ISPadmin
Stopping Spam
August, 2002

Introduction

This edition of ISPadmin covers the methods used by ISPs to stop email spam on the server side. While the focus is on service providers, any enterprise can use the methods outlined below. The phrase spam will be used interchangebly with unsolicited bulk email (UBE) and unsolicited commercial email (UCE). If you ever wondered, the use of the word “spam” comes from the episode 25 of the Monty Python recorded on June 25, 1970 and broadcast sometime later in 1970. (From the book, _The Complete Monty Python's Flying Circus: All The Words_)
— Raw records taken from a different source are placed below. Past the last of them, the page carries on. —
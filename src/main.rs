//! Drop Panel server binary.

use clap::Parser;
use std::io;
use std::net::SocketAddr;
use std::sync::Arc;
use tokio::net::TcpListener;
use tokio::signal;
use tracing::{error, info, warn};

use drop_panel::background::spawn_background_tasks;
use drop_panel::logging;
use drop_panel::{
    AdminCredentials, AppConfig, AppServices, Args, Storage, TokenService, build_router,
};

/// Starts the server and blocks until shutdown.
#[tokio::main]
async fn main() -> Result<(), io::Error> {
    logging::init_logging();

    let config = AppConfig::from_args(Args::parse()).map_err(|err| {
        error!(error = %err, "invalid configuration");
        io::Error::other(err)
    })?;
    let tokens = Arc::new(TokenService::new(&config.jwt_secret).map_err(io::Error::other)?);

    let storage = Arc::new(Storage::new(config.upload_base_dir.clone()));
    if config.create_base_dir {
        storage.ensure_root().await?;
    } else if !storage.root_path().is_dir() {
        warn!(
            path = ?storage.root_path(),
            "upload base directory does not exist; storage requests will fail"
        );
    }

    if config.admin_username.is_empty() || config.admin_password.is_empty() {
        warn!("admin credentials are not configured; login is disabled");
    }
    let credentials = Arc::new(AdminCredentials::new(
        config.admin_username.clone(),
        config.admin_password.clone(),
    ));

    let services = AppServices {
        storage: storage.clone(),
        credentials,
        tokens,
    };
    let app = build_router(&services, config.cors_origins.as_deref());

    let listener = TcpListener::bind(config.bind_addr).await?;
    info!(
        "🚀 Starting HTTP server at {} (storage: {})",
        config.bind_addr,
        storage.root_path().display()
    );

    spawn_background_tasks(storage, config.staging_ttl);
    axum::serve(
        listener,
        app.into_make_service_with_connect_info::<SocketAddr>(),
    )
    .with_graceful_shutdown(shutdown_signal())
    .await
}

async fn shutdown_signal() {
    let ctrl_c = async {
        signal::ctrl_c()
            .await
            .expect("failed to install Ctrl+C handler");
    };

    #[cfg(unix)]
    let terminate = async {
        signal::unix::signal(signal::unix::SignalKind::terminate())
            .expect("failed to install signal handler")
            .recv()
            .await;
    };

    #[cfg(not(unix))]
    let terminate = std::future::pending::<()>();

    tokio::select! {
        _ = ctrl_c => {},
        _ = terminate => {},
    }

    info!("Received termination signal shutting down");
}
//! In-flight uploads: written to the hidden staging directory, then renamed
//! into their folder in one step.

use std::io;
use std::path::{Path, PathBuf};
use std::time::{Duration, SystemTime};
use tokio::fs::{self, File};
use tokio::io::AsyncWriteExt;
use tracing::{info, warn};
use uuid::Uuid;

use crate::config::STAGING_DIR_NAME;
use crate::storage::{Storage, StorageError};

pub struct StagedUpload {
    path: PathBuf,
    file: File,
    written: u64,
}

impl StagedUpload {
    pub async fn create(storage: &Storage) -> Result<Self, StorageError> {
        let path = storage
            .staging_dir()
            .await?
            .join(format!("{}.part", Uuid::new_v4()));
        let file = File::create(&path).await?;
        Ok(Self {
            path,
            file,
            written: 0,
        })
    }

    pub fn path(&self) -> &Path {
        &self.path
    }

    /// Bytes written so far.
    pub fn len(&self) -> u64 {
        self.written
    }

    pub fn is_empty(&self) -> bool {
        self.written == 0
    }

    pub async fn write_chunk(&mut self, chunk: &[u8]) -> io::Result<()> {
        self.file.write_all(chunk).await?;
        self.written += chunk.len() as u64;
        Ok(())
    }

    pub async fn discard(self) {
        drop(self.file);
        if let Err(err) = fs::remove_file(&self.path).await {
            warn!(path = ?self.path, error = %err, "failed to remove staged upload");
        }
    }

    /// Syncs the staged data and renames it to `target`. On failure the staged
    /// file is removed and `target` is left untouched.
    pub async fn persist(self, target: &Path) -> io::Result<()> {
        let Self { path, mut file, .. } = self;
        let synced = async {
            file.flush().await?;
            file.sync_all().await
        }
        .await;
        drop(file);

        let result = match synced {
            Ok(()) => fs::rename(&path, target).await,
            Err(err) => Err(err),
        };
        if let Err(err) = result {
            if let Err(cleanup) = fs::remove_file(&path).await {
                warn!(path = ?path, error = %cleanup, "failed to remove staged upload");
            }
            return Err(err);
        }

        if let Some(parent) = target.parent()
            && let Err(err) = sync_dir(parent).await
        {
            warn!(dir = ?parent, error = %err, "failed to sync upload folder");
        }
        Ok(())
    }
}

async fn sync_dir(path: &Path) -> io::Result<()> {
    let path = path.to_path_buf();
    tokio::task::spawn_blocking(move || {
        let dir = std::fs::File::open(path)?;
        dir.sync_all()
    })
    .await
    .map_err(|err| io::Error::other(err.to_string()))?
}

/// Removes staged uploads older than `ttl`, left behind by aborted requests.
pub async fn cleanup_stale_uploads(storage: &Storage, ttl: Duration) -> io::Result<usize> {
    if ttl.is_zero() {
        return Ok(0);
    }

    let staging = storage.root_path().join(STAGING_DIR_NAME);
    let mut dir = match fs::read_dir(&staging).await {
        Ok(dir) => dir,
        Err(err) if err.kind() == io::ErrorKind::NotFound => return Ok(0),
        Err(err) => return Err(err),
    };

    let now = SystemTime::now();
    let mut removed = 0;
    while let Some(entry) = dir.next_entry().await? {
        let metadata = entry.metadata().await?;
        if !metadata.is_file() {
            continue;
        }
        let Some(age) = metadata
            .modified()
            .ok()
            .and_then(|modified| now.duration_since(modified).ok())
        else {
            continue;
        };
        if age >= ttl {
            let path = entry.path();
            match fs::remove_file(&path).await {
                Ok(()) => {
                    removed += 1;
                    info!(path = ?path, "removed stale staged upload");
                }
                Err(err) => warn!(path = ?path, error = %err, "failed to remove stale staged upload"),
            }
        }
    }

    Ok(removed)
}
Different people define spam in different ways. To be sure, the individuals and corporations who generate UCE do not consider their communications spam. On the other side of the spectrum, some recipients view any message that is commercial in nature which goes to more than two people to be UBE. Here are some attributes which may cause a message to be considered spam:

Commercial content
Large recipient list and/or use of BCC
Concealing or forging message headers
Numerous messages sent in a short period of time
Use of recipient addresses without the owner's explicit approval
Use of an open mail relay to send messages
Invalid/Unresolveable To or From address header(s)

How Big is the Problem?

It is difficult to come up with exact figures, but a reasonable estimate is 30% of all email messages could be considered spam. Some of the methods outlined below will catch 50-80 percent of UCE going through a providers network. Depending on the exact situation, these numbers can vary significantly.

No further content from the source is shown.